WORK TASK: Go through the entries below and pick out every line with "config".

• • • •

/*
 * Copyright Amazon.com, Inc. or its affiliates. All Rights Reserved.
 * SPDX-License-Identifier: Apache-2.0.
 */

pub mod error;
pub mod instant;

use std::convert::TryFrom;
use std::fmt;

pub use crate::error::GenericError;
pub use crate::instant::Instant;

/// A number type that implements Javascript / JSON semantics, modeled on serde_json:
/// https://docs.serde.rs/src/serde_json/number.rs.html#20-22
#[derive(Debug, Clone, Copy, PartialEq)]
pub enum Number {
    PosInt(u64),
    NegInt(i64),
    Float(f64),
}

impl Number {
    /// Converts to an `f64`. Integers too large for the mantissa lose precision.
    pub fn to_f64(self) -> f64 {
        match self {
            Number::PosInt(v) => v as f64,
            Number::NegInt(v) => v as f64,
            Number::Float(v) => v,
        }
    }
}

/// The number could not be represented by the requested integer type.
#[derive(Debug, Clone, PartialEq)]
#[non_exhaustive]
pub enum TryFromNumberError {
    OutsideIntegerRange(std::num::TryFromIntError),
    FloatToIntegerLossyConversion(f64),
}

impl fmt::Display for TryFromNumberError {
    fn fmt(&self, f: &mut fmt::Formatter<'_>) -> fmt::Result {
        match self {
            TryFromNumberError::OutsideIntegerRange(err) => {
                write!(f, "integer too large for target type: {}", err)
            }
            TryFromNumberError::FloatToIntegerLossyConversion(v) => write!(
                f,
                "cannot convert floating point number {} into an integer",
                v
            ),
        }
    }
}

impl std::error::Error for TryFromNumberError {
    fn source(&self) -> Option<&(dyn std::error::Error + 'static)> {
        match self {
            TryFromNumberError::OutsideIntegerRange(err) => Some(err),
            TryFromNumberError::FloatToIntegerLossyConversion(_) => None,
        }
    }
}

impl From<std::num::TryFromIntError> for TryFromNumberError {
    fn from(err: std::num::TryFromIntError) -> Self {
        TryFromNumberError::OutsideIntegerRange(err)
    }
}

impl TryFrom<Number> for i64 {
    type Error = TryFromNumberError;

    fn try_from(value: Number) -> Result<Self, Self::Error> {
        match value {
            Number::PosInt(v) => Ok(i64::try_from(v)?),
            Number::NegInt(v) => Ok(v),
            Number::Float(v) => Err(TryFromNumberError::FloatToIntegerLossyConversion(v)),
        }
    }
}

impl TryFrom<Number> for i32 {
    type Error = TryFromNumberError;

    fn try_from(value: Number) -> Result<Self, Self::Error> {
        match value {
            Number::PosInt(v) => Ok(i32::try_from(v)?),
            Number::NegInt(v) => Ok(i32::try_from(v)?),
            Number::Float(v) => Err(TryFromNumberError::FloatToIntegerLossyConversion(v)),
        }
    }
}

#[cfg(test)]
mod test {
    use crate::instant::Format;
    use crate::{Instant, Number, TryFromNumberError};
    use std::convert::TryFrom;

    #[test]
    fn test_instant_fmt() {
        let instant = Instant::from_epoch_seconds(1576540098);
        assert_eq!(
            instant.fmt(Format::DateTime).unwrap(),
            "2019-12-16T23:48:18Z"
        );
        assert_eq!(instant.fmt(Format::EpochSeconds).unwrap(), "1576540098");

        let instant = Instant::from_fractional_seconds(1576540098, 0.52);
        assert_eq!(
            instant.fmt(Format::DateTime).unwrap(),
            "2019-12-16T23:48:18.52Z"
        );
        assert_eq!(instant.fmt(Format::EpochSeconds).unwrap(), "1576540098.52");
    }

    #[test]
    fn integer_conversions() {
        assert_eq!(Ok(5), i32::try_from(Number::PosInt(5)));
        assert_eq!(Ok(-5), i32::try_from(Number::NegInt(-5)));
        assert_eq!(Ok(-5_i64), i64::try_from(Number::NegInt(-5)));
        assert!(matches!(
            i32::try_from(Number::PosInt(u64::MAX)),
            Err(TryFromNumberError::OutsideIntegerRange(_))
        ));
        assert!(matches!(
            i64::try_from(Number::PosInt(u64::MAX)),
            Err(TryFromNumberError::OutsideIntegerRange(_))
        ));
        assert_eq!(
            Err(TryFromNumberError::FloatToIntegerLossyConversion(1.5)),
            i32::try_from(Number::Float(1.5))
        );
    }

    #[test]
    fn float_conversion() {
        assert_eq!(3.0, Number::PosInt(3).to_f64());
        assert_eq!(-3.0, Number::NegInt(-3).to_f64());
        assert_eq!(0.25, Number::Float(0.25).to_f64());
    }
}
/// See [`UpdateEndpointsBatchInput`](crate::input::UpdateEndpointsBatchInput)
pub mod update_endpoints_batch_input {
    /// A builder for [`UpdateEndpointsBatchInput`](crate::input::UpdateEndpointsBatchInput)
    #[non_exhaustive]
    #[derive(std::default::Default, std::clone::Clone, std::cmp::PartialEq, std::fmt::Debug)]
    pub struct Builder {
        pub(crate) application_id: std::option::Option<std::string::String>,
        pub(crate) endpoint_batch_request: std::option::Option<crate::model::EndpointBatchRequest>,
    }
    impl Builder {
        pub fn application_id(mut self, input: impl Into<std::string::String>) -> Self {
            self.application_id = Some(input.into());
            self
        }
        pub fn set_application_id(mut self, input: std::option::Option<std::string::String>) -> Self {
            self.application_id = input;
            self
        }
        pub fn endpoint_batch_request(mut self, input: crate::model::EndpointBatchRequest) -> Self {
            self.endpoint_batch_request = Some(input);
            self
        }
        pub fn set_endpoint_batch_request(mut self, input: std::option::Option<crate::model::EndpointBatchRequest>) -> Self {
            self.endpoint_batch_request = input;
            self
        }
        /// Consumes the builder and constructs a [`UpdateEndpointsBatchInput`](crate::input::UpdateEndpointsBatchInput)
        pub fn build(
            self,
        ) -> std::result::Result<crate::input::UpdateEndpointsBatchInput, smithy_http::operation::BuildError> {
            Ok(crate::input::UpdateEndpointsBatchInput {
                application_id: self.application_id,
                endpoint_batch_request: self.endpoint_batch_request,
            })
        }
    }
}
#[doc(hidden)]
pub type UpdateEndpointsBatchInputOperationOutputAlias = crate::operation::UpdateEndpointsBatch;
impl UpdateEndpointsBatchInput {
    /// Consumes the builder and constructs an Operation<[`UpdateEndpointsBatch`](crate::operation::UpdateEndpointsBatch)>
    pub fn make_operation(
        &self,
        config: &crate::config::Config,
    ) -> std::result::Result<
        smithy_http::operation::Operation<crate::operation::UpdateEndpointsBatch>,
        smithy_http::operation::BuildError,
    > {
        let request = self.request_builder_base()?;
        let body = crate::operation_ser::serialize_payload_update_endpoints_batch_input(&self)
            .map_err(|err| smithy_http::operation::BuildError::serialization("UpdateEndpointsBatch", err))?;
        let request = Self::assemble(request, body)?;
        let request = config.finalize_request("UpdateEndpointsBatch", request)?;
        let op = smithy_http::operation::Operation::new(
            request,
            crate::operation::UpdateEndpointsBatch::new(),
        )
        .with_metadata(smithy_http::operation::Metadata::new("UpdateEndpointsBatch", "pinpoint"));
        Ok(op)
    }
    fn uri_base(&self, output: &mut String) {
        let application_id = smithy_http::label::fmt_string(
            self.application_id.as_deref().unwrap_or_default(),
            false,
        );
        output.push_str(&format!(
            "/v1/apps/{application_id}/endpoints",
            application_id = application_id,
        ));
    }
    #[allow(clippy::unnecessary_wraps)]
    fn update_http_builder(
        &self,
        builder: http::request::Builder,
    ) -> std::result::Result<http::request::Builder, smithy_http::operation::BuildError> {
        let mut uri = String::new();
        self.uri_base(&mut uri);
        Ok(builder.method("PUT").uri(uri))
    }
    #[allow(clippy::unnecessary_wraps)]
    fn request_builder_base(
        &self,
    ) -> std::result::Result<http::request::Builder, smithy_http::operation::BuildError> {
        let mut builder = self.update_http_builder(http::request::Builder::new())?;
        builder = smithy_http::header::set_header_if_absent(
            builder,
            http::header::CONTENT_TYPE,
            http::header::HeaderValue::from_static("application/x-amz-json-1.0"),
        );
        Ok(builder)
    }
    fn assemble(
        mut builder: http::request::Builder,
        body: smithy_http::body::SdkBody,
    ) -> std::result::Result<http::Request<smithy_http::body::SdkBody>, smithy_http::operation::BuildError> {
        builder = builder.header(http::header::CONTENT_LENGTH, body.content_length());
        builder
            .body(body)
            .map_err(|err| smithy_http::operation::BuildError::invalid_request("UpdateEndpointsBatch", err))
    }
    /// Creates a new builder-style object to manufacture [`UpdateEndpointsBatchInput`](crate::input::UpdateEndpointsBatchInput)
    pub fn builder() -> crate::input::update_endpoints_batch_input::Builder {
        crate::input::update_endpoints_batch_input::Builder::default()
    }
}
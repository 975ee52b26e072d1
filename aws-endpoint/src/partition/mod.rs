/*
 * Copyright Amazon.com, Inc. or its affiliates. All Rights Reserved.
 * SPDX-License-Identifier: Apache-2.0.
 */

pub mod endpoint;
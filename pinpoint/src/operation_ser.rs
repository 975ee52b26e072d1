/*
 * Copyright Amazon.com, Inc. or its affiliates. All Rights Reserved.
 * SPDX-License-Identifier: Apache-2.0.
 */

pub fn serialize_payload_create_campaign_input(
    input: &crate::input::CreateCampaignInput,
) -> std::result::Result<smithy_http::body::SdkBody, smithy_http::operation::SerializationError> {
    if let Some(payload) = &input.write_campaign_request {
        let mut out = String::new();
        let mut object = smithy_json::serialize::JsonObjectWriter::new(&mut out);
        crate::json_ser::serialize_structure_crate_model_write_campaign_request(&mut object, payload)?;
        object.finish();
        Ok(smithy_http::body::SdkBody::from(out))
    } else {
        Ok(smithy_http::body::SdkBody::empty())
    }
}

pub fn serialize_payload_create_import_job_input(
    input: &crate::input::CreateImportJobInput,
) -> std::result::Result<smithy_http::body::SdkBody, smithy_http::operation::SerializationError> {
    if let Some(payload) = &input.import_job_request {
        let mut out = String::new();
        let mut object = smithy_json::serialize::JsonObjectWriter::new(&mut out);
        crate::json_ser::serialize_structure_crate_model_import_job_request(&mut object, payload)?;
        object.finish();
        Ok(smithy_http::body::SdkBody::from(out))
    } else {
        Ok(smithy_http::body::SdkBody::empty())
    }
}

pub fn serialize_payload_create_segment_input(
    input: &crate::input::CreateSegmentInput,
) -> std::result::Result<smithy_http::body::SdkBody, smithy_http::operation::SerializationError> {
    if let Some(payload) = &input.write_segment_request {
        let mut out = String::new();
        let mut object = smithy_json::serialize::JsonObjectWriter::new(&mut out);
        crate::json_ser::serialize_structure_crate_model_write_segment_request(&mut object, payload)?;
        object.finish();
        Ok(smithy_http::body::SdkBody::from(out))
    } else {
        Ok(smithy_http::body::SdkBody::empty())
    }
}

pub fn serialize_payload_send_messages_input(
    input: &crate::input::SendMessagesInput,
) -> std::result::Result<smithy_http::body::SdkBody, smithy_http::operation::SerializationError> {
    if let Some(payload) = &input.message_request {
        let mut out = String::new();
        let mut object = smithy_json::serialize::JsonObjectWriter::new(&mut out);
        crate::json_ser::serialize_structure_crate_model_message_request(&mut object, payload)?;
        object.finish();
        Ok(smithy_http::body::SdkBody::from(out))
    } else {
        Ok(smithy_http::body::SdkBody::empty())
    }
}

pub fn serialize_payload_update_apns_channel_input(
    input: &crate::input::UpdateApnsChannelInput,
) -> std::result::Result<smithy_http::body::SdkBody, smithy_http::operation::SerializationError> {
    if let Some(payload) = &input.apns_channel_request {
        let mut out = String::new();
        let mut object = smithy_json::serialize::JsonObjectWriter::new(&mut out);
        crate::json_ser::serialize_structure_crate_model_apns_channel_request(&mut object, payload)?;
        object.finish();
        Ok(smithy_http::body::SdkBody::from(out))
    } else {
        Ok(smithy_http::body::SdkBody::empty())
    }
}

pub fn serialize_payload_update_application_settings_input(
    input: &crate::input::UpdateApplicationSettingsInput,
) -> std::result::Result<smithy_http::body::SdkBody, smithy_http::operation::SerializationError> {
    if let Some(payload) = &input.write_application_settings_request {
        let mut out = String::new();
        let mut object = smithy_json::serialize::JsonObjectWriter::new(&mut out);
        crate::json_ser::serialize_structure_crate_model_write_application_settings_request(&mut object, payload)?;
        object.finish();
        Ok(smithy_http::body::SdkBody::from(out))
    } else {
        Ok(smithy_http::body::SdkBody::empty())
    }
}

pub fn serialize_payload_update_campaign_input(
    input: &crate::input::UpdateCampaignInput,
) -> std::result::Result<smithy_http::body::SdkBody, smithy_http::operation::SerializationError> {
    if let Some(payload) = &input.write_campaign_request {
        let mut out = String::new();
        let mut object = smithy_json::serialize::JsonObjectWriter::new(&mut out);
        crate::json_ser::serialize_structure_crate_model_write_campaign_request(&mut object, payload)?;
        object.finish();
        Ok(smithy_http::body::SdkBody::from(out))
    } else {
        Ok(smithy_http::body::SdkBody::empty())
    }
}

pub fn serialize_payload_update_endpoint_input(
    input: &crate::input::UpdateEndpointInput,
) -> std::result::Result<smithy_http::body::SdkBody, smithy_http::operation::SerializationError> {
    if let Some(payload) = &input.endpoint_request {
        let mut out = String::new();
        let mut object = smithy_json::serialize::JsonObjectWriter::new(&mut out);
        crate::json_ser::serialize_structure_crate_model_endpoint_request(&mut object, payload)?;
        object.finish();
        Ok(smithy_http::body::SdkBody::from(out))
    } else {
        Ok(smithy_http::body::SdkBody::empty())
    }
}

pub fn serialize_payload_update_endpoints_batch_input(
    input: &crate::input::UpdateEndpointsBatchInput,
) -> std::result::Result<smithy_http::body::SdkBody, smithy_http::operation::SerializationError> {
    if let Some(payload) = &input.endpoint_batch_request {
        let mut out = String::new();
        let mut object = smithy_json::serialize::JsonObjectWriter::new(&mut out);
        crate::json_ser::serialize_structure_crate_model_endpoint_batch_request(&mut object, payload)?;
        object.finish();
        Ok(smithy_http::body::SdkBody::from(out))
    } else {
        Ok(smithy_http::body::SdkBody::empty())
    }
}

pub fn serialize_payload_update_gcm_channel_input(
    input: &crate::input::UpdateGcmChannelInput,
) -> std::result::Result<smithy_http::body::SdkBody, smithy_http::operation::SerializationError> {
    if let Some(payload) = &input.gcm_channel_request {
        let mut out = String::new();
        let mut object = smithy_json::serialize::JsonObjectWriter::new(&mut out);
        crate::json_ser::serialize_structure_crate_model_gcm_channel_request(&mut object, payload)?;
        object.finish();
        Ok(smithy_http::body::SdkBody::from(out))
    } else {
        Ok(smithy_http::body::SdkBody::empty())
    }
}

pub fn serialize_payload_update_segment_input(
    input: &crate::input::UpdateSegmentInput,
) -> std::result::Result<smithy_http::body::SdkBody, smithy_http::operation::SerializationError> {
    if let Some(payload) = &input.write_segment_request {
        let mut out = String::new();
        let mut object = smithy_json::serialize::JsonObjectWriter::new(&mut out);
        crate::json_ser::serialize_structure_crate_model_write_segment_request(&mut object, payload)?;
        object.finish();
        Ok(smithy_http::body::SdkBody::from(out))
    } else {
        Ok(smithy_http::body::SdkBody::empty())
    }
}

• • • •

WRITTEN SOLUTION:
        config: &crate::config::Config,
        let request = config.finalize_request("UpdateEndpointsBatch", request)?;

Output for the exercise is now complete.